_Exercise data:_
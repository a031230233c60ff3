//! # linkshieldbot
//!
//! A Telegram bot that admits people to a chat only if they already belong
//! to a designated reference chat.
//!
//! - [`poller`]: long-polling loop, cursor tracking, per-update dispatch
//! - [`handlers`]: update router, join-request arbitration, `/start` greeting
//! - [`telegram`]: the Bot API methods the bot needs
//! - [`config`]: TOML configuration and the directive table

pub mod config;
pub mod handlers;
pub mod poller;
pub mod telegram;
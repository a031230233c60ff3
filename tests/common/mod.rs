// Shared test doubles for the poller and moderation integration tests.
#![allow(dead_code)]

use async_trait::async_trait;
use std::collections::{HashMap, VecDeque};
use std::error::Error;
use std::sync::Mutex;
use std::time::Duration;

use linkshieldbot::handlers::HandlerError;
use linkshieldbot::poller::{ErrorOrigin, ErrorSink, UpdateHandler};
use linkshieldbot::telegram::{
    Chat, ChatJoinRequest, ChatMember, ChatMemberStatus, JoinDecision, Message, ParseMode,
    TelegramApi, TelegramError, TelegramResult, Update, User,
};

/// Scripted Bot API double that records every call.
///
/// `get_updates` serves the scripted batches in order, then blocks forever
/// like a long poll with nothing to deliver.
pub struct ScriptedApi {
    batches: Mutex<VecDeque<TelegramResult<Vec<Update>>>>,
    members: HashMap<(i64, i64), ChatMemberStatus>,
    decision_applies: bool,
    send_fails: bool,
    pub fetch_offsets: Mutex<Vec<Option<i64>>>,
    pub member_lookups: Mutex<Vec<(i64, i64)>>,
    pub decisions: Mutex<Vec<(i64, i64, JoinDecision)>>,
    pub sent: Mutex<Vec<(i64, String, Option<ParseMode>)>>,
}

impl ScriptedApi {
    pub fn new() -> Self {
        Self {
            batches: Mutex::new(VecDeque::new()),
            members: HashMap::new(),
            decision_applies: true,
            send_fails: false,
            fetch_offsets: Mutex::new(Vec::new()),
            member_lookups: Mutex::new(Vec::new()),
            decisions: Mutex::new(Vec::new()),
            sent: Mutex::new(Vec::new()),
        }
    }

    pub fn with_batch(self, batch: TelegramResult<Vec<Update>>) -> Self {
        self.batches.lock().unwrap().push_back(batch);
        self
    }

    pub fn with_member(mut self, chat_id: i64, user_id: i64, status: ChatMemberStatus) -> Self {
        self.members.insert((chat_id, user_id), status);
        self
    }

    /// Make approve/decline report a no-op, as for an already resolved request.
    pub fn already_resolved(mut self) -> Self {
        self.decision_applies = false;
        self
    }

    /// Make every `send_message` fail as if the user blocked the bot.
    pub fn send_fails(mut self) -> Self {
        self.send_fails = true;
        self
    }

    pub fn fetch_count(&self) -> usize {
        self.fetch_offsets.lock().unwrap().len()
    }

    pub fn decisions(&self) -> Vec<(i64, i64, JoinDecision)> {
        self.decisions.lock().unwrap().clone()
    }

    pub fn member_lookups(&self) -> Vec<(i64, i64)> {
        self.member_lookups.lock().unwrap().clone()
    }
}

#[async_trait]
impl TelegramApi for ScriptedApi {
    async fn get_me(&self) -> TelegramResult<User> {
        Ok(user(1))
    }

    async fn get_updates(
        &self,
        offset: Option<i64>,
        _limit: Option<u32>,
        _long_poll_secs: u64,
    ) -> TelegramResult<Vec<Update>> {
        self.fetch_offsets.lock().unwrap().push(offset);
        let next = self.batches.lock().unwrap().pop_front();
        match next {
            Some(batch) => batch,
            None => std::future::pending().await,
        }
    }

    async fn send_message(
        &self,
        chat_id: i64,
        text: &str,
        parse_mode: Option<ParseMode>,
    ) -> TelegramResult<Message> {
        self.sent
            .lock()
            .unwrap()
            .push((chat_id, text.to_string(), parse_mode));
        if self.send_fails {
            return Err(TelegramError::Api {
                code: 403,
                description: "Forbidden: bot was blocked by the user".to_string(),
            });
        }
        Ok(Message {
            message_id: 1,
            from: None,
            chat: chat(chat_id, "private"),
            text: Some(text.to_string()),
        })
    }

    async fn get_chat_member(&self, chat_id: i64, user_id: i64) -> TelegramResult<ChatMember> {
        self.member_lookups.lock().unwrap().push((chat_id, user_id));
        match self.members.get(&(chat_id, user_id)) {
            Some(status) => Ok(ChatMember {
                status: *status,
                user: Some(user(user_id)),
            }),
            None => Err(TelegramError::Api {
                code: 400,
                description: "Bad Request: PARTICIPANT_ID_INVALID".to_string(),
            }),
        }
    }

    async fn set_join_decision(
        &self,
        chat_id: i64,
        user_id: i64,
        decision: JoinDecision,
    ) -> TelegramResult<bool> {
        self.decisions
            .lock()
            .unwrap()
            .push((chat_id, user_id, decision));
        Ok(self.decision_applies)
    }
}

/// Error sink that keeps every report.
#[derive(Default)]
pub struct RecordingSink {
    pub events: Mutex<Vec<(ErrorOrigin, String)>>,
}

impl RecordingSink {
    pub fn events(&self) -> Vec<(ErrorOrigin, String)> {
        self.events.lock().unwrap().clone()
    }

    pub fn count(&self, origin: ErrorOrigin) -> usize {
        self.events().iter().filter(|(o, _)| *o == origin).count()
    }
}

impl ErrorSink for RecordingSink {
    fn report(&self, origin: ErrorOrigin, error: &(dyn Error + Send + Sync + 'static)) {
        self.events.lock().unwrap().push((origin, error.to_string()));
    }
}

/// Update handler that records ids, optionally failing or stalling on some.
#[derive(Default)]
pub struct RecordingHandler {
    pub seen: Mutex<Vec<i64>>,
    pub fail: Vec<i64>,
    pub stall: Option<Duration>,
}

impl RecordingHandler {
    pub fn seen(&self) -> Vec<i64> {
        let mut seen = self.seen.lock().unwrap().clone();
        seen.sort_unstable();
        seen
    }
}

#[async_trait]
impl UpdateHandler for RecordingHandler {
    async fn handle(&self, _api: &dyn TelegramApi, update: Update) -> Result<(), HandlerError> {
        self.seen.lock().unwrap().push(update.update_id);
        if let Some(stall) = self.stall {
            tokio::time::sleep(stall).await;
        }
        if self.fail.contains(&update.update_id) {
            return Err(HandlerError::Greeting {
                chat_id: update.update_id,
                source: TelegramError::Api {
                    code: 403,
                    description: "Forbidden: bot was blocked by the user".to_string(),
                },
            });
        }
        Ok(())
    }
}

/// Poll `cond` until it holds, panicking after two seconds.
pub async fn wait_until(mut cond: impl FnMut() -> bool) {
    let deadline = tokio::time::Instant::now() + Duration::from_secs(2);
    while !cond() {
        assert!(
            tokio::time::Instant::now() < deadline,
            "condition not reached in time"
        );
        tokio::time::sleep(Duration::from_millis(5)).await;
    }
}

pub fn user(id: i64) -> User {
    User {
        id,
        first_name: "Ada".to_string(),
        last_name: None,
        username: Some("ada".to_string()),
    }
}

pub fn chat(id: i64, kind: &str) -> Chat {
    Chat {
        id,
        kind: kind.to_string(),
        title: None,
    }
}

pub fn bare_update(update_id: i64) -> Update {
    Update {
        update_id,
        message: None,
        chat_join_request: None,
    }
}

pub fn join_request_update(update_id: i64, chat_id: i64, user_id: i64) -> Update {
    Update {
        update_id,
        message: None,
        chat_join_request: Some(ChatJoinRequest {
            chat: chat(chat_id, "supergroup"),
            from: user(user_id),
        }),
    }
}

pub fn text_update(update_id: i64, chat_id: i64, kind: &str, text: &str) -> Update {
    Update {
        update_id,
        message: Some(Message {
            message_id: update_id,
            from: Some(user(chat_id)),
            chat: chat(chat_id, kind),
            text: Some(text.to_string()),
        }),
        chat_join_request: None,
    }
}
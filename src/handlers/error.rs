use std::time::Duration;
use thiserror::Error;

use crate::telegram::{JoinDecision, TelegramError};

/// Failure of one dispatched update. Never affects sibling dispatches or the poller.
#[derive(Debug, Error)]
pub enum HandlerError {
    #[error("failed to get chat member (chat_id={chat_id}, user_id={user_id}): {source}")]
    GetChatMember {
        chat_id: i64,
        user_id: i64,
        source: TelegramError,
    },

    #[error("failed to {decision} join request (chat_id={chat_id}, user_id={user_id}): {source}")]
    JoinDecision {
        decision: JoinDecision,
        chat_id: i64,
        user_id: i64,
        source: TelegramError,
    },

    #[error("failed to reply to /start (chat_id={chat_id}): {source}")]
    Greeting { chat_id: i64, source: TelegramError },

    #[error("handler timed out after {0:?}")]
    Timeout(Duration),

    #[error("handler cancelled")]
    Cancelled,
}

impl HandlerError {
    /// True when the failure is the shutdown signal rather than a real error.
    pub fn is_cancelled(&self) -> bool {
        match self {
            HandlerError::Cancelled => true,
            HandlerError::GetChatMember { source, .. }
            | HandlerError::JoinDecision { source, .. }
            | HandlerError::Greeting { source, .. } => source.is_cancelled(),
            HandlerError::Timeout(_) => false,
        }
    }
}

#[cfg(test)]
mod tests {
    use super::*;

    #[test]
    fn wrapped_cancellation_is_cancellation() {
        let err = HandlerError::GetChatMember {
            chat_id: 200,
            user_id: 42,
            source: TelegramError::Cancelled,
        };
        assert!(err.is_cancelled());
        assert!(!HandlerError::Timeout(Duration::from_secs(20)).is_cancelled());
    }

    #[test]
    fn display_names_the_failing_step() {
        let err = HandlerError::JoinDecision {
            decision: JoinDecision::Decline,
            chat_id: 100,
            user_id: 42,
            source: TelegramError::Api {
                code: 403,
                description: "Forbidden".to_string(),
            },
        };
        assert_eq!(
            err.to_string(),
            "failed to decline join request (chat_id=100, user_id=42): api error 403: \"Forbidden\""
        );
    }
}
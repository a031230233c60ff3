//! Long-polling update loop.
//!
//! A single sequential loop fetches updates and owns the cursor. Every
//! update of a batch is handed to its own task with an independent deadline;
//! the cursor moves past the batch as soon as the tasks are launched.

mod sink;

pub use sink::{ErrorOrigin, ErrorSink, LogErrorSink};

use async_trait::async_trait;
use std::sync::Arc;
use std::time::Duration;
use tokio::time::{sleep, timeout};
use tokio_util::sync::CancellationToken;
use tokio_util::task::TaskTracker;
use tracing::{debug, info, trace};

use crate::handlers::HandlerError;
use crate::telegram::{TelegramApi, TelegramError, TelegramResult, Update};

/// Flat delay between a failed fetch and the next attempt.
pub const DEFAULT_RETRY_BACKOFF: Duration = Duration::from_secs(1);

/// Entry point the poller invokes once per received update.
#[async_trait]
pub trait UpdateHandler: Send + Sync {
    async fn handle(&self, api: &dyn TelegramApi, update: Update) -> Result<(), HandlerError>;
}

#[derive(Debug, Clone)]
pub struct PollerConfig {
    /// Deadline of one `getUpdates` call, including the server-side wait.
    pub fetch_timeout: Duration,
    /// Deadline of one dispatched update.
    pub handler_timeout: Duration,
    /// Server-side long-poll wait in seconds.
    pub long_poll_secs: u64,
    /// Maximum number of updates requested per call.
    pub batch_limit: Option<u32>,
    pub retry_backoff: Duration,
}

impl Default for PollerConfig {
    fn default() -> Self {
        Self {
            fetch_timeout: Duration::from_secs(10),
            handler_timeout: Duration::from_secs(20),
            long_poll_secs: 1,
            batch_limit: Some(1),
            retry_backoff: DEFAULT_RETRY_BACKOFF,
        }
    }
}

pub struct Poller {
    api: Arc<dyn TelegramApi>,
    config: PollerConfig,
    offset: Option<i64>,
}

impl Poller {
    pub fn new(api: Arc<dyn TelegramApi>, config: PollerConfig) -> Self {
        Self {
            api,
            config,
            offset: None,
        }
    }

    /// Next update identifier to request; `None` until the first batch arrives.
    pub fn offset(&self) -> Option<i64> {
        self.offset
    }

    /// Poll until `cancel` fires.
    ///
    /// Fetch failures are reported to `sink` and retried forever, so the only
    /// way out is cancellation, which yields `Ok(())`. In-flight dispatches
    /// observe the same token; `run` waits for them before returning.
    pub async fn run(
        &mut self,
        cancel: CancellationToken,
        handler: Arc<dyn UpdateHandler>,
        sink: Arc<dyn ErrorSink>,
    ) -> TelegramResult<()> {
        info!("Starting update poller");

        let tasks = TaskTracker::new();
        let result = self.poll_loop(&cancel, &tasks, &handler, &sink).await;

        tasks.close();
        if !tasks.is_empty() {
            debug!("Waiting for {} in-flight update(s) to finish", tasks.len());
        }
        tasks.wait().await;

        info!("Update poller stopped");
        result
    }

    async fn poll_loop(
        &mut self,
        cancel: &CancellationToken,
        tasks: &TaskTracker,
        handler: &Arc<dyn UpdateHandler>,
        sink: &Arc<dyn ErrorSink>,
    ) -> TelegramResult<()> {
        loop {
            if cancel.is_cancelled() {
                return Ok(());
            }

            let updates = match self.fetch(cancel).await {
                Ok(updates) => updates,
                Err(e) if e.is_cancelled() => return Ok(()),
                Err(e) => {
                    sink.report(ErrorOrigin::Poller, &e);
                    tokio::select! {
                        _ = cancel.cancelled() => return Ok(()),
                        _ = sleep(self.config.retry_backoff) => {}
                    }
                    continue;
                }
            };

            // Empty batch: the server-side wait already throttled us.
            let Some(next) = next_offset(self.offset, &updates) else {
                continue;
            };

            debug!("Received {} update(s)", updates.len());
            for update in updates {
                self.dispatch(tasks, cancel, handler, sink, update);
            }
            self.offset = Some(next);
        }
    }

    async fn fetch(&self, cancel: &CancellationToken) -> TelegramResult<Vec<Update>> {
        let request = self.api.get_updates(
            self.offset,
            self.config.batch_limit,
            self.config.long_poll_secs,
        );

        tokio::select! {
            biased;
            _ = cancel.cancelled() => Err(TelegramError::Cancelled),
            res = timeout(self.config.fetch_timeout, request) => {
                res.unwrap_or(Err(TelegramError::Timeout(self.config.fetch_timeout)))
            }
        }
    }

    fn dispatch(
        &self,
        tasks: &TaskTracker,
        cancel: &CancellationToken,
        handler: &Arc<dyn UpdateHandler>,
        sink: &Arc<dyn ErrorSink>,
        update: Update,
    ) {
        let api = Arc::clone(&self.api);
        let handler = Arc::clone(handler);
        let sink = Arc::clone(sink);
        let cancel = cancel.clone();
        let deadline = self.config.handler_timeout;

        tasks.spawn(async move {
            let update_id = update.update_id;
            let outcome = tokio::select! {
                biased;
                res = timeout(deadline, handler.handle(api.as_ref(), update)) => {
                    res.unwrap_or(Err(HandlerError::Timeout(deadline)))
                }
                _ = cancel.cancelled() => Err(HandlerError::Cancelled),
            };

            match outcome {
                Ok(()) => trace!(update_id, "update handled"),
                Err(e) if e.is_cancelled() => debug!(update_id, "update dispatch cancelled"),
                Err(e) => sink.report(ErrorOrigin::Handler, &e),
            }
        });
    }
}

/// Cursor after a batch: one past its highest identifier, never moving back.
/// `None` for an empty batch.
pub fn next_offset(current: Option<i64>, updates: &[Update]) -> Option<i64> {
    let highest = updates.iter().map(|u| u.update_id).max()?;
    let next = highest + 1;
    Some(current.map_or(next, |c| c.max(next)))
}
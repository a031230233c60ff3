//! Bot API objects, limited to the fields the moderator reads.

use serde::{Deserialize, Serialize};
use std::fmt;

/// https://core.telegram.org/bots/api#update
#[derive(Debug, Clone, PartialEq, Deserialize)]
pub struct Update {
    pub update_id: i64,
    #[serde(default)]
    pub message: Option<Message>,
    #[serde(default)]
    pub chat_join_request: Option<ChatJoinRequest>,
}

/// https://core.telegram.org/bots/api#message
#[derive(Debug, Clone, PartialEq, Deserialize)]
pub struct Message {
    pub message_id: i64,
    #[serde(default)]
    pub from: Option<User>,
    pub chat: Chat,
    #[serde(default)]
    pub text: Option<String>,
}

/// https://core.telegram.org/bots/api#chatjoinrequest
#[derive(Debug, Clone, PartialEq, Deserialize)]
pub struct ChatJoinRequest {
    pub chat: Chat,
    pub from: User,
}

/// https://core.telegram.org/bots/api#chat
#[derive(Debug, Clone, PartialEq, Deserialize)]
pub struct Chat {
    pub id: i64,
    #[serde(rename = "type")]
    pub kind: String,
    #[serde(default)]
    pub title: Option<String>,
}

impl Chat {
    pub fn is_private(&self) -> bool {
        self.kind == "private"
    }
}

/// https://core.telegram.org/bots/api#user
#[derive(Debug, Clone, PartialEq, Deserialize)]
pub struct User {
    pub id: i64,
    #[serde(default)]
    pub first_name: String,
    #[serde(default)]
    pub last_name: Option<String>,
    #[serde(default)]
    pub username: Option<String>,
}

/// https://core.telegram.org/bots/api#chatmember
#[derive(Debug, Clone, PartialEq, Deserialize)]
pub struct ChatMember {
    #[serde(default)]
    pub status: ChatMemberStatus,
    #[serde(default)]
    pub user: Option<User>,
}

/// Standing of a user in a chat.
///
/// Anything outside the documented vocabulary (including an empty string)
/// deserializes to [`ChatMemberStatus::Unknown`].
#[derive(Debug, Clone, Copy, PartialEq, Eq, Default, Deserialize)]
#[serde(rename_all = "lowercase")]
pub enum ChatMemberStatus {
    Creator,
    Administrator,
    Member,
    Restricted,
    Left,
    Kicked,
    #[default]
    #[serde(other)]
    Unknown,
}

impl ChatMemberStatus {
    pub fn as_str(&self) -> &'static str {
        match self {
            ChatMemberStatus::Creator => "creator",
            ChatMemberStatus::Administrator => "administrator",
            ChatMemberStatus::Member => "member",
            ChatMemberStatus::Restricted => "restricted",
            ChatMemberStatus::Left => "left",
            ChatMemberStatus::Kicked => "kicked",
            ChatMemberStatus::Unknown => "unknown",
        }
    }
}

impl fmt::Display for ChatMemberStatus {
    fn fmt(&self, f: &mut fmt::Formatter<'_>) -> fmt::Result {
        f.write_str(self.as_str())
    }
}

/// Outcome issued for a pending join request.
#[derive(Debug, Clone, Copy, PartialEq, Eq)]
pub enum JoinDecision {
    Approve,
    Decline,
}

impl JoinDecision {
    /// Bot API method carrying this decision.
    pub fn api_method(&self) -> &'static str {
        match self {
            JoinDecision::Approve => "approveChatJoinRequest",
            JoinDecision::Decline => "declineChatJoinRequest",
        }
    }
}

impl fmt::Display for JoinDecision {
    fn fmt(&self, f: &mut fmt::Formatter<'_>) -> fmt::Result {
        match self {
            JoinDecision::Approve => f.write_str("approve"),
            JoinDecision::Decline => f.write_str("decline"),
        }
    }
}

#[derive(Debug, Clone, Copy, PartialEq, Eq, Serialize)]
pub enum ParseMode {
    #[serde(rename = "HTML")]
    Html,
}
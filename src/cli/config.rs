use anyhow::Result;
use clap::{Args, Subcommand};
use std::path::Path;

use linkshieldbot::config::{Config, LoadOutcome};

#[derive(Args)]
pub struct ConfigArgs {
    #[command(subcommand)]
    pub command: ConfigCommands,
}

#[derive(Subcommand)]
pub enum ConfigCommands {
    /// Print the config file location
    Path,

    /// Load and validate the config file (generating it if missing)
    Check,
}

pub fn run(args: &ConfigArgs, path: &Path) -> Result<()> {
    match args.command {
        ConfigCommands::Path => {
            println!("{}", path.display());
            Ok(())
        }
        ConfigCommands::Check => check(path),
    }
}

fn check(path: &Path) -> Result<()> {
    match Config::load(path)? {
        LoadOutcome::Generated(path) => {
            println!("Config file not found, generated a template at {}", path.display());
        }
        LoadOutcome::Loaded(config) => {
            println!("Config OK: {}", path.display());
            println!("  Directives: {}", config.directives.len());
            for (chat, reference) in &config.directives {
                println!("    {} <- members of {}", chat, reference);
            }
            println!("  Poller timeout: {}s", config.poller_timeout);
            println!("  Handler timeout: {}s", config.handler_timeout);
            println!("  Verbose: {}", config.verbose);
        }
    }
    Ok(())
}
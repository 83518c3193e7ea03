//! Tipos de error del conjugador

use thiserror::Error;

#[derive(Debug, Error)]
pub enum ConjugationError {
    /// El verbo tiene menos de dos caracteres y no se puede extraer la raíz
    #[error("verbo demasiado corto: '{verb}' (se necesitan al menos 2 caracteres)")]
    InvalidInput { verb: String },

    /// Opción de menú o clase verbal no reconocida
    #[error("opción no válida: '{0}'")]
    InvalidSelection(String),

    #[error("error de entrada/salida: {0}")]
    Io(#[from] std::io::Error),
}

_What the task requires:_
In the entries above, how many lines contain the word "flight"? Provide the number alone.

_Reply to the task:_
2